Vayakheil begins in the aftermath of the golden calf with Moses regrouping the Israelites in order to reiterate the ground rules regarding the primary Jewish mission in life.  The most frequent response to the question about Jewish purpose or mission is tikun olam, the repair of the world.  It is a great response but it is a concept that enters Judaism long after the events in the Book of Exodus.   

In this week’s portions, Moses gathers the entire population as witnesses to a new reality about Time. Even before the Ten Commandments are announced publicly, the recent former slaves are introduced to the Jewish secret for success in life.  The secret for success is called Shabbat, and this week the secret is revealed again against the background of all the open hearted giving that goes into building a physical place for God’s Presence to dwell.  Before the story expands into the artistry and the architectural appointments of a glorified Temple, Moses tells us to become architects of time.

In Ramban’s view, the story of Exodus begins in a state of not belonging and concludes with a redemption that comes from a sheltering community.  Shabbat is the redemptive process allowing individuals to regroup after the many experiences of exile during the intervening days.  There are many self-help books on the market that promise to disclose the secrets to success, health, love, longevity, and happiness. The secret of Shabbat has proven to be a more enduring promise.  

The Zohar’s mystical commentary (13th century Spain) uses Vayakheil to inspire spiritual investment in Shabbat.  It was thought of as a time when the transcendent and the more familiar, imminent aspects of Godliness were reunited.  As part of this weekly celebration of wholeness, humans were given a deeper wellspring to nourish their own redemption in the promise of an additional-soul. Where does this soul come from? The kabbalists in the time of the Zohar believed it came from the ruach – the Divine Spirit that infuses all life. They also imagined that this extra-soul would hang out in the Garden of Eden where it served as a source of delight and renewal for THE DIVINE. Their worldview was founded on a belief that our behavior on earth was a mirror of the heavenly realms.

The biblical narrative directs the ancient Israelite about the God-things (e’leh devarim) they must do.  They are obligated to ‘do’ Shabbat or face some heavy consequences.  The Zohar, some twenty-five hundred years later, invites its’ readers into the mysteries of sanctified time and all the benefits possible when one surrenders to the promise of Shabbat.  Long after the Temple is destroyed and during the long experience of living in exile, moments of redemption were made possible by visiting the sanctuary in time.  

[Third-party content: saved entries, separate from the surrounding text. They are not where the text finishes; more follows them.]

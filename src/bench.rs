// Benchmark runner for ycsb-bind.
//
// Purpose:
// - Drive any binding through a load phase (sequential inserts) and a run phase (mixed operations).
// - Emit machine-readable JSON to stdout and a human-readable table to stderr.
//
// Design notes:
// - One adapter instance per worker thread, created from a shared `DbFactory`.
// - Keys are drawn uniformly from the records loaded so far; inserts extend the key space.

use std::io::{self, Write};
use std::sync::atomic::{AtomicU64, Ordering};
use std::time::{Duration, Instant, SystemTime, UNIX_EPOCH};

use rand::Rng;
use serde_json::{Value, json};

use ycsb_bind::bindings::{Db, DbFactory};
use ycsb_bind::core::error::{Error, ErrorKind};
use ycsb_bind::core::props::Properties;
use ycsb_bind::measure::{Measured, Measurements};
use ycsb_bind::workload::{Operation, Workload};

#[derive(Clone, Debug)]
pub struct BenchArgs {
    pub records: u64,
    pub operations: u64,
    pub threads: usize,
    pub format: BenchFormat,
}

#[derive(Clone, Copy, Debug, Eq, PartialEq)]
pub enum BenchFormat {
    Json,
    Table,
    Both,
}

impl BenchFormat {
    pub fn parse(input: &str) -> Result<Self, Error> {
        match input.trim() {
            "json" => Ok(Self::Json),
            "table" => Ok(Self::Table),
            "both" => Ok(Self::Both),
            _ => Err(Error::new(ErrorKind::Usage)
                .with_message("invalid --format (use json|table|both)")),
        }
    }
}

pub fn run_bench(
    factory: &DbFactory,
    props: &Properties,
    args: &BenchArgs,
    program_version: &str,
) -> Result<(), Error> {
    let report = bench_report(factory, props, args, program_version)?;
    emit_bench_output(report, args.format)
}

pub fn bench_report(
    factory: &DbFactory,
    props: &Properties,
    args: &BenchArgs,
    program_version: &str,
) -> Result<Value, Error> {
    if args.threads == 0 {
        return Err(Error::new(ErrorKind::Usage).with_message("--threads must be at least 1"));
    }
    let start = SystemTime::now();
    let workload = Workload::from_props(props)?;

    tracing::info!(db = %factory.kind(), records = args.records, threads = args.threads, "load phase");
    let load_started = Instant::now();
    let load = run_phase(factory, props, args.threads, |worker, db| {
        let (first, last) = partition(args.records, args.threads, worker);
        for n in first..last {
            let key = workload.key(n);
            // Failures are already counted by the measuring wrapper.
            let _ = db.insert(&workload.table, &key, &workload.record(&key));
        }
        Ok(())
    })?;
    let load_elapsed = load_started.elapsed();

    tracing::info!(operations = args.operations, "run phase");
    let key_space = AtomicU64::new(args.records);
    let run_started = Instant::now();
    let run = run_phase(factory, props, args.threads, |worker, db| {
        let (first, last) = partition(args.operations, args.threads, worker);
        let mut rng = rand::thread_rng();
        for _ in first..last {
            run_operation(db, &workload, &key_space, &mut rng);
        }
        Ok(())
    })?;
    let run_elapsed = run_started.elapsed();

    Ok(json!({
        "name": "ycsb-bind",
        "version": program_version,
        "ts": rfc3339_now(start),
        "system": system_json(),
        "params": {
            "db": factory.kind().name(),
            "table": workload.table,
            "records": args.records,
            "operations": args.operations,
            "threads": args.threads,
            "fieldcount": workload.field_count,
            "fieldlength": workload.field_length,
            "debug_build": cfg!(debug_assertions),
        },
        "load": phase_json(&load, load_elapsed),
        "run": phase_json(&run, run_elapsed),
    }))
}

fn run_operation<D: Db, R: Rng>(db: &D, workload: &Workload, key_space: &AtomicU64, rng: &mut R) {
    let known = key_space.load(Ordering::Relaxed);
    let op = if known == 0 {
        Operation::Insert
    } else {
        workload.mix.choose(rng)
    };
    let table = workload.table.as_str();
    let _ = match op {
        Operation::Read => {
            let key = existing_key(workload, known, rng);
            let fields = workload.read_fields(rng);
            db.read(table, &key, fields.as_ref()).map(drop)
        }
        Operation::Update => {
            let key = existing_key(workload, known, rng);
            let values = workload.update_fields(&key, rng);
            db.update(table, &key, &values)
        }
        Operation::Scan => {
            let key = existing_key(workload, known, rng);
            let count = workload.scan_length(rng);
            let fields = workload.read_fields(rng);
            db.scan(table, &key, count, fields.as_ref()).map(drop)
        }
        Operation::Delete => {
            let key = existing_key(workload, known, rng);
            db.delete(table, &key)
        }
        Operation::Insert => {
            let key = workload.key(key_space.fetch_add(1, Ordering::Relaxed));
            db.insert(table, &key, &workload.record(&key))
        }
    };
}

fn existing_key<R: Rng>(workload: &Workload, known: u64, rng: &mut R) -> String {
    workload.key(rng.gen_range(0..known))
}

/// Half-open range of work items owned by `worker`.
fn partition(total: u64, workers: usize, worker: usize) -> (u64, u64) {
    let workers = workers as u64;
    let worker = worker as u64;
    let base = total / workers;
    let extra = total % workers;
    let first = worker * base + worker.min(extra);
    let len = base + u64::from(worker < extra);
    (first, first + len)
}

fn run_phase<F>(
    factory: &DbFactory,
    props: &Properties,
    threads: usize,
    body: F,
) -> Result<Measurements, Error>
where
    F: Fn(usize, &Measured<Box<dyn Db>>) -> Result<(), Error> + Sync,
{
    let results: Vec<Result<Measurements, Error>> = std::thread::scope(|scope| {
        let handles: Vec<_> = (0..threads)
            .map(|worker| {
                let body = &body;
                scope.spawn(move || -> Result<Measurements, Error> {
                    let mut db = Measured::new(factory.create());
                    db.init(props)?;
                    let outcome = body(worker, &db);
                    db.cleanup()?;
                    outcome?;
                    Ok(db.snapshot())
                })
            })
            .collect();
        handles
            .into_iter()
            .map(|handle| {
                handle.join().unwrap_or_else(|_| {
                    Err(Error::new(ErrorKind::Internal).with_message("bench worker panicked"))
                })
            })
            .collect()
    });

    let mut total = Measurements::default();
    for result in results {
        total.merge(&result?);
    }
    Ok(total)
}

fn phase_json(stats: &Measurements, elapsed: Duration) -> Value {
    let secs = elapsed.as_secs_f64().max(1e-9);
    json!({
        "duration_ms": elapsed.as_secs_f64() * 1000.0,
        "operations": stats.total_ops(),
        "errors": stats.total_errors(),
        "ops_per_sec": stats.total_ops() as f64 / secs,
        "ops": stats.to_json(),
    })
}

fn emit_bench_output(value: Value, format: BenchFormat) -> Result<(), Error> {
    match format {
        BenchFormat::Json => {
            println!("{}", serde_json::to_string_pretty(&value).unwrap_or_else(|_| "{}".to_string()));
            Ok(())
        }
        BenchFormat::Table => emit_table(&value),
        BenchFormat::Both => {
            println!("{}", serde_json::to_string_pretty(&value).unwrap_or_else(|_| "{}".to_string()));
            emit_table(&value)
        }
    }
}

fn table_error(err: io::Error) -> Error {
    Error::new(ErrorKind::Io)
        .with_message("failed to write bench table")
        .with_source(err)
}

fn emit_table(value: &Value) -> Result<(), Error> {
    let mut stderr = io::stderr().lock();
    let db = value["params"]["db"].as_str().unwrap_or("?");
    writeln!(stderr, "ycsb-bind bench ({db})").map_err(table_error)?;
    writeln!(
        stderr,
        "{:>6}  {:>8}  {:>10}  {:>8}  {:>8}  {:>10}  {:>10}  {:>10}",
        "phase", "op", "count", "notfound", "errors", "mean_us", "p95_us", "p99_us"
    )
    .map_err(table_error)?;

    for phase in ["load", "run"] {
        let Some(ops) = value[phase]["ops"].as_object() else {
            continue;
        };
        for (op, stats) in ops {
            let latency = &stats["latency_us"];
            writeln!(
                stderr,
                "{:>6}  {:>8}  {:>10}  {:>8}  {:>8}  {:>10}  {:>10}  {:>10}",
                phase,
                op,
                stats["count"].as_u64().unwrap_or(0),
                stats["not_found"].as_u64().unwrap_or(0),
                stats["errors"].as_u64().unwrap_or(0),
                latency["mean"].as_u64().unwrap_or(0),
                latency["p95"].as_u64().unwrap_or(0),
                latency["p99"].as_u64().unwrap_or(0),
            )
            .map_err(table_error)?;
        }
        let ops_per_sec = value[phase]["ops_per_sec"].as_f64().unwrap_or(f64::NAN);
        writeln!(stderr, "{phase:>6}  throughput {ops_per_sec:.1} ops/s").map_err(table_error)?;
    }
    Ok(())
}

fn system_json() -> Value {
    let cpus = std::thread::available_parallelism().map(|n| n.get()).unwrap_or(1);
    json!({
        "os": std::env::consts::OS,
        "arch": std::env::consts::ARCH,
        "cpus": cpus,
    })
}

fn rfc3339_now(ts: SystemTime) -> String {
    let dur = ts.duration_since(UNIX_EPOCH).unwrap_or_default();
    let secs = dur.as_secs() as i64;
    let nsec = dur.subsec_nanos();
    let tm = time::OffsetDateTime::from_unix_timestamp(secs).unwrap_or(time::OffsetDateTime::UNIX_EPOCH);
    let tm = tm.replace_nanosecond(nsec).unwrap_or(tm);
    tm.format(&time::format_description::well_known::Rfc3339)
        .unwrap_or_else(|_| "1970-01-01T00:00:00Z".to_string())
}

Zohar means illumination and it records a story in Vayakheil about two rabbis, Abba and Chiya who are grieving the loss of a great teacher.  “Who”, cries Chiya, “will illuminate the light of Torah for the world?”  Abba consoles him with these words.  “We will do it together!”  Shabbat is one of the great lights of Torah.  Find a friend and, as Moses commands in the Name of the Holy Blessed One, go and do that you may find the promise fulfilled!